* **What is needed**
Repeat each of these records exactly.

* **Available data**
<<<<
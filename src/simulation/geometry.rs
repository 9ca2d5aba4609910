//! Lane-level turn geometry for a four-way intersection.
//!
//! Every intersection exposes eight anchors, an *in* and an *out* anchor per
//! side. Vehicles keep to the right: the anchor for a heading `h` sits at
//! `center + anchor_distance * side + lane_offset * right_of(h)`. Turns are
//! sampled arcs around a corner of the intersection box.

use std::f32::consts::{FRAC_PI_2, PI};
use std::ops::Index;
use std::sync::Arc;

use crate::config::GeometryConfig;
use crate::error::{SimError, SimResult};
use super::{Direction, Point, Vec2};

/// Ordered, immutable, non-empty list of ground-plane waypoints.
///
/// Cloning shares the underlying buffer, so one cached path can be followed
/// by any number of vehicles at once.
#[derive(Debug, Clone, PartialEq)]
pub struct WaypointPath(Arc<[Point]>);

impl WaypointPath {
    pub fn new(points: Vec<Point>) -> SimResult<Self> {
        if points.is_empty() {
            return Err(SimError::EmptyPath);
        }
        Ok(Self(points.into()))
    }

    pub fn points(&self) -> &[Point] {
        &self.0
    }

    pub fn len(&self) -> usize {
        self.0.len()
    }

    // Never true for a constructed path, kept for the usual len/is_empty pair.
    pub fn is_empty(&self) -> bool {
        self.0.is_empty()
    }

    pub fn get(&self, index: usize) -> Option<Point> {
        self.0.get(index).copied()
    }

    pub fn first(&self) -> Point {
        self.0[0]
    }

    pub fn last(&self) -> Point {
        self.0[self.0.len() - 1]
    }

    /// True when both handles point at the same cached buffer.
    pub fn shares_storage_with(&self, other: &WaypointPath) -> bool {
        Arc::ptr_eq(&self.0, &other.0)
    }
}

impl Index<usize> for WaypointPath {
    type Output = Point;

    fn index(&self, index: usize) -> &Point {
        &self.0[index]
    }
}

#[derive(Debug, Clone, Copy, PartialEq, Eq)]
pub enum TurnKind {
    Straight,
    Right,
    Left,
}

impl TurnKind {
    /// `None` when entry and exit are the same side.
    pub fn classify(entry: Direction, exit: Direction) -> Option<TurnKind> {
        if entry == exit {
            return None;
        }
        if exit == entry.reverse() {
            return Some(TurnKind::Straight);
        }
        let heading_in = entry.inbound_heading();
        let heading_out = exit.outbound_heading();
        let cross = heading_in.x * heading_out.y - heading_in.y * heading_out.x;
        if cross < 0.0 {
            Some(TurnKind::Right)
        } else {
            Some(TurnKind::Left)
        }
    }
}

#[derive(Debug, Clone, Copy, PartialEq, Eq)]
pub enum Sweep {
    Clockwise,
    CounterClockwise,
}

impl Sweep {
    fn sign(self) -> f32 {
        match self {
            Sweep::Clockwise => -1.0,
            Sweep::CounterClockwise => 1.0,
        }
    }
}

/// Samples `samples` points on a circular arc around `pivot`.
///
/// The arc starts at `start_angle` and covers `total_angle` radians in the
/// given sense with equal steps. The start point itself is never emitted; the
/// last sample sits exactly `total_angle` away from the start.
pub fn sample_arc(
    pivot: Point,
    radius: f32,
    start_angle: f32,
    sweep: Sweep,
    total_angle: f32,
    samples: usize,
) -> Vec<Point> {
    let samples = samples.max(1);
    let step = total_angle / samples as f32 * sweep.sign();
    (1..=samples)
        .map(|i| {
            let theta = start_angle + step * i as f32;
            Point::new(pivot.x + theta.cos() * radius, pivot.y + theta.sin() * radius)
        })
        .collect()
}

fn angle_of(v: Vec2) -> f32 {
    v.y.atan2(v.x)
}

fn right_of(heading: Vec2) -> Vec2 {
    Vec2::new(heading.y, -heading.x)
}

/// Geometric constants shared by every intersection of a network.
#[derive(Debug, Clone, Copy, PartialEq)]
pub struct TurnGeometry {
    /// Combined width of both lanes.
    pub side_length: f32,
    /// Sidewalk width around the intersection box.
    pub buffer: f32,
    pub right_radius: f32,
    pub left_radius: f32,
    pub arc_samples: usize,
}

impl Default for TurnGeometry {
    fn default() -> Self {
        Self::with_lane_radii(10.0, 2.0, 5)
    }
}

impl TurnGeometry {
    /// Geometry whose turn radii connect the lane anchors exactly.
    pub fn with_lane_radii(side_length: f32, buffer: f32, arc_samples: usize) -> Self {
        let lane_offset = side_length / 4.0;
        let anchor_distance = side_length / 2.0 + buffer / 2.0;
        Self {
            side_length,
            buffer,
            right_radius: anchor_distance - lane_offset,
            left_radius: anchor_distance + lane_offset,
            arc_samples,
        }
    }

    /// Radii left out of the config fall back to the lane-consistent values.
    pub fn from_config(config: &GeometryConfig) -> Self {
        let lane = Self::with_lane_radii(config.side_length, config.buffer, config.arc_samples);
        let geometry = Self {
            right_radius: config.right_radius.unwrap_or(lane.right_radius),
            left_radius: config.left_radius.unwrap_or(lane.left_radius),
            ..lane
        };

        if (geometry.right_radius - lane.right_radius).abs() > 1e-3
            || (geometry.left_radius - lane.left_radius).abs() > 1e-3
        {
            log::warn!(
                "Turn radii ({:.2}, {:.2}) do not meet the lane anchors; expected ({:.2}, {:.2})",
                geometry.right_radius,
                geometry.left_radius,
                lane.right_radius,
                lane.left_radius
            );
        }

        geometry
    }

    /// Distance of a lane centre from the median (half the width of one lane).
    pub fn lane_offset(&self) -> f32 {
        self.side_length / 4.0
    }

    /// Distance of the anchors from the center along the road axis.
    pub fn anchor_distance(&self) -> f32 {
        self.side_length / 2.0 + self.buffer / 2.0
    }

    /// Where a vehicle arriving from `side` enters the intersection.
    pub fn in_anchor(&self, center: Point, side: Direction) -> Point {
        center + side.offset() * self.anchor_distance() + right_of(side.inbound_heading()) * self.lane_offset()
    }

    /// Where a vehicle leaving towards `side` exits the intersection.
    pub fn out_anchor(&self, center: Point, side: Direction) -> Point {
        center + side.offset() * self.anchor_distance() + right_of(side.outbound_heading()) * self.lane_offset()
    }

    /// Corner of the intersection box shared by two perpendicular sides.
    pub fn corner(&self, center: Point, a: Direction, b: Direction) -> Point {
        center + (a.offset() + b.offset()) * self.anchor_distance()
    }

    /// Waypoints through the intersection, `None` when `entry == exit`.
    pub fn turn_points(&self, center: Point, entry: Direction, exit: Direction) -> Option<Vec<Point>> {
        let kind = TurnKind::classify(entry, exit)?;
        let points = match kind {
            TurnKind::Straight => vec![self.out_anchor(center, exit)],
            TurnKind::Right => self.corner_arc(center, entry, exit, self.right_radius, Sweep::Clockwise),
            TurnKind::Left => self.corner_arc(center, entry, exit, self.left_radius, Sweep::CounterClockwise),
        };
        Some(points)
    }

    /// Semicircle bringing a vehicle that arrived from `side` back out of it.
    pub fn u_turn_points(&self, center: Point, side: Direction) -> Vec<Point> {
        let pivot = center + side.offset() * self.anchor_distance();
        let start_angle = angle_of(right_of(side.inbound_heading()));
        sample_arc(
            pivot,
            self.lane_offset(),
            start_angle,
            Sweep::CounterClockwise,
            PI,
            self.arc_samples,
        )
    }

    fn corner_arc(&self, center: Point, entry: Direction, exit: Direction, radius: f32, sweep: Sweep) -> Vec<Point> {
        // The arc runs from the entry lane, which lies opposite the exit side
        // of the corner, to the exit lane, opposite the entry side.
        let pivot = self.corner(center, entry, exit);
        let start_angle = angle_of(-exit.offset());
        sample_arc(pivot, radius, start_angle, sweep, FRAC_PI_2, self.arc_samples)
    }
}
>>>>
* **Exercise answer**
filename src/simulation/geometry.rs
repository 9ca2d5aba4609910
//! Lane-level turn geometry for a four-way intersection.
//!
//! Every intersection exposes eight anchors, an *in* and an *out* anchor per
//! side. Vehicles keep to the right: the anchor for a heading `h` sits at
//! `center + anchor_distance * side + lane_offset * right_of(h)`. Turns are
//! sampled arcs around a corner of the intersection box.

use std::f32::consts::{FRAC_PI_2, PI};
use std::ops::Index;
use std::sync::Arc;

use crate::config::GeometryConfig;
use crate::error::{SimError, SimResult};
use super::{Direction, Point, Vec2};

/// Ordered, immutable, non-empty list of ground-plane waypoints.
///
/// Cloning shares the underlying buffer, so one cached path can be followed
/// by any number of vehicles at once.
#[derive(Debug, Clone, PartialEq)]
pub struct WaypointPath(Arc<[Point]>);

impl WaypointPath {
    pub fn new(points: Vec<Point>) -> SimResult<Self> {
        if points.is_empty() {
            return Err(SimError::EmptyPath);
        }
        Ok(Self(points.into()))
    }

    pub fn points(&self) -> &[Point] {
        &self.0
    }

    pub fn len(&self) -> usize {
        self.0.len()
    }

    // Never true for a constructed path, kept for the usual len/is_empty pair.
    pub fn is_empty(&self) -> bool {
        self.0.is_empty()
    }

    pub fn get(&self, index: usize) -> Option<Point> {
        self.0.get(index).copied()
    }

    pub fn first(&self) -> Point {
        self.0[0]
    }

    pub fn last(&self) -> Point {
        self.0[self.0.len() - 1]
    }

    /// True when both handles point at the same cached buffer.
    pub fn shares_storage_with(&self, other: &WaypointPath) -> bool {
        Arc::ptr_eq(&self.0, &other.0)
    }
}

impl Index<usize> for WaypointPath {
    type Output = Point;

    fn index(&self, index: usize) -> &Point {
        &self.0[index]
    }
}

#[derive(Debug, Clone, Copy, PartialEq, Eq)]
pub enum TurnKind {
    Straight,
    Right,
    Left,
}

impl TurnKind {
    /// `None` when entry and exit are the same side.
    pub fn classify(entry: Direction, exit: Direction) -> Option<TurnKind> {
        if entry == exit {
            return None;
        }
        if exit == entry.reverse() {
            return Some(TurnKind::Straight);
        }
        let heading_in = entry.inbound_heading();
        let heading_out = exit.outbound_heading();
        let cross = heading_in.x * heading_out.y - heading_in.y * heading_out.x;
        if cross < 0.0 {
            Some(TurnKind::Right)
        } else {
            Some(TurnKind::Left)
        }
    }
}

#[derive(Debug, Clone, Copy, PartialEq, Eq)]
pub enum Sweep {
    Clockwise,
    CounterClockwise,
}

impl Sweep {
    fn sign(self) -> f32 {
        match self {
            Sweep::Clockwise => -1.0,
            Sweep::CounterClockwise => 1.0,
        }
    }
}

/// Samples `samples` points on a circular arc around `pivot`.
///
/// The arc starts at `start_angle` and covers `total_angle` radians in the
/// given sense with equal steps. The start point itself is never emitted; the
/// last sample sits exactly `total_angle` away from the start.
pub fn sample_arc(
    pivot: Point,
    radius: f32,
    start_angle: f32,
    sweep: Sweep,
    total_angle: f32,
    samples: usize,
) -> Vec<Point> {
    let samples = samples.max(1);
    let step = total_angle / samples as f32 * sweep.sign();
    (1..=samples)
        .map(|i| {
            let theta = start_angle + step * i as f32;
            Point::new(pivot.x + theta.cos() * radius, pivot.y + theta.sin() * radius)
        })
        .collect()
}

fn angle_of(v: Vec2) -> f32 {
    v.y.atan2(v.x)
}

fn right_of(heading: Vec2) -> Vec2 {
    Vec2::new(heading.y, -heading.x)
}

/// Geometric constants shared by every intersection of a network.
#[derive(Debug, Clone, Copy, PartialEq)]
pub struct TurnGeometry {
    /// Combined width of both lanes.
    pub side_length: f32,
    /// Sidewalk width around the intersection box.
    pub buffer: f32,
    pub right_radius: f32,
    pub left_radius: f32,
    pub arc_samples: usize,
}

impl Default for TurnGeometry {
    fn default() -> Self {
        Self::with_lane_radii(10.0, 2.0, 5)
    }
}

impl TurnGeometry {
    /// Geometry whose turn radii connect the lane anchors exactly.
    pub fn with_lane_radii(side_length: f32, buffer: f32, arc_samples: usize) -> Self {
        let lane_offset = side_length / 4.0;
        let anchor_distance = side_length / 2.0 + buffer / 2.0;
        Self {
            side_length,
            buffer,
            right_radius: anchor_distance - lane_offset,
            left_radius: anchor_distance + lane_offset,
            arc_samples,
        }
    }

    /// Radii left out of the config fall back to the lane-consistent values.
    pub fn from_config(config: &GeometryConfig) -> Self {
        let lane = Self::with_lane_radii(config.side_length, config.buffer, config.arc_samples);
        let geometry = Self {
            right_radius: config.right_radius.unwrap_or(lane.right_radius),
            left_radius: config.left_radius.unwrap_or(lane.left_radius),
            ..lane
        };

        if (geometry.right_radius - lane.right_radius).abs() > 1e-3
            || (geometry.left_radius - lane.left_radius).abs() > 1e-3
        {
            log::warn!(
                "Turn radii ({:.2}, {:.2}) do not meet the lane anchors; expected ({:.2}, {:.2})",
                geometry.right_radius,
                geometry.left_radius,
                lane.right_radius,
                lane.left_radius
            );
        }

        geometry
    }

    /// Distance of a lane centre from the median (half the width of one lane).
    pub fn lane_offset(&self) -> f32 {
        self.side_length / 4.0
    }

    /// Distance of the anchors from the center along the road axis.
    pub fn anchor_distance(&self) -> f32 {
        self.side_length / 2.0 + self.buffer / 2.0
    }

    /// Where a vehicle arriving from `side` enters the intersection.
    pub fn in_anchor(&self, center: Point, side: Direction) -> Point {
        center + side.offset() * self.anchor_distance() + right_of(side.inbound_heading()) * self.lane_offset()
    }

    /// Where a vehicle leaving towards `side` exits the intersection.
    pub fn out_anchor(&self, center: Point, side: Direction) -> Point {
        center + side.offset() * self.anchor_distance() + right_of(side.outbound_heading()) * self.lane_offset()
    }

    /// Corner of the intersection box shared by two perpendicular sides.
    pub fn corner(&self, center: Point, a: Direction, b: Direction) -> Point {
        center + (a.offset() + b.offset()) * self.anchor_distance()
    }

    /// Waypoints through the intersection, `None` when `entry == exit`.
    pub fn turn_points(&self, center: Point, entry: Direction, exit: Direction) -> Option<Vec<Point>> {
        let kind = TurnKind::classify(entry, exit)?;
        let points = match kind {
            TurnKind::Straight => vec![self.out_anchor(center, exit)],
            TurnKind::Right => self.corner_arc(center, entry, exit, self.right_radius, Sweep::Clockwise),
            TurnKind::Left => self.corner_arc(center, entry, exit, self.left_radius, Sweep::CounterClockwise),
        };
        Some(points)
    }

    /// Semicircle bringing a vehicle that arrived from `side` back out of it.
    pub fn u_turn_points(&self, center: Point, side: Direction) -> Vec<Point> {
        let pivot = center + side.offset() * self.anchor_distance();
        let start_angle = angle_of(right_of(side.inbound_heading()));
        sample_arc(
            pivot,
            self.lane_offset(),
            start_angle,
            Sweep::CounterClockwise,
            PI,
            self.arc_samples,
        )
    }

    fn corner_arc(&self, center: Point, entry: Direction, exit: Direction, radius: f32, sweep: Sweep) -> Vec<Point> {
        // The arc runs from the entry lane, which lies opposite the exit side
        // of the corner, to the exit lane, opposite the entry side.
        let pivot = self.corner(center, entry, exit);
        let start_angle = angle_of(-exit.offset());
        sample_arc(pivot, radius, start_angle, sweep, FRAC_PI_2, self.arc_samples)
    }
}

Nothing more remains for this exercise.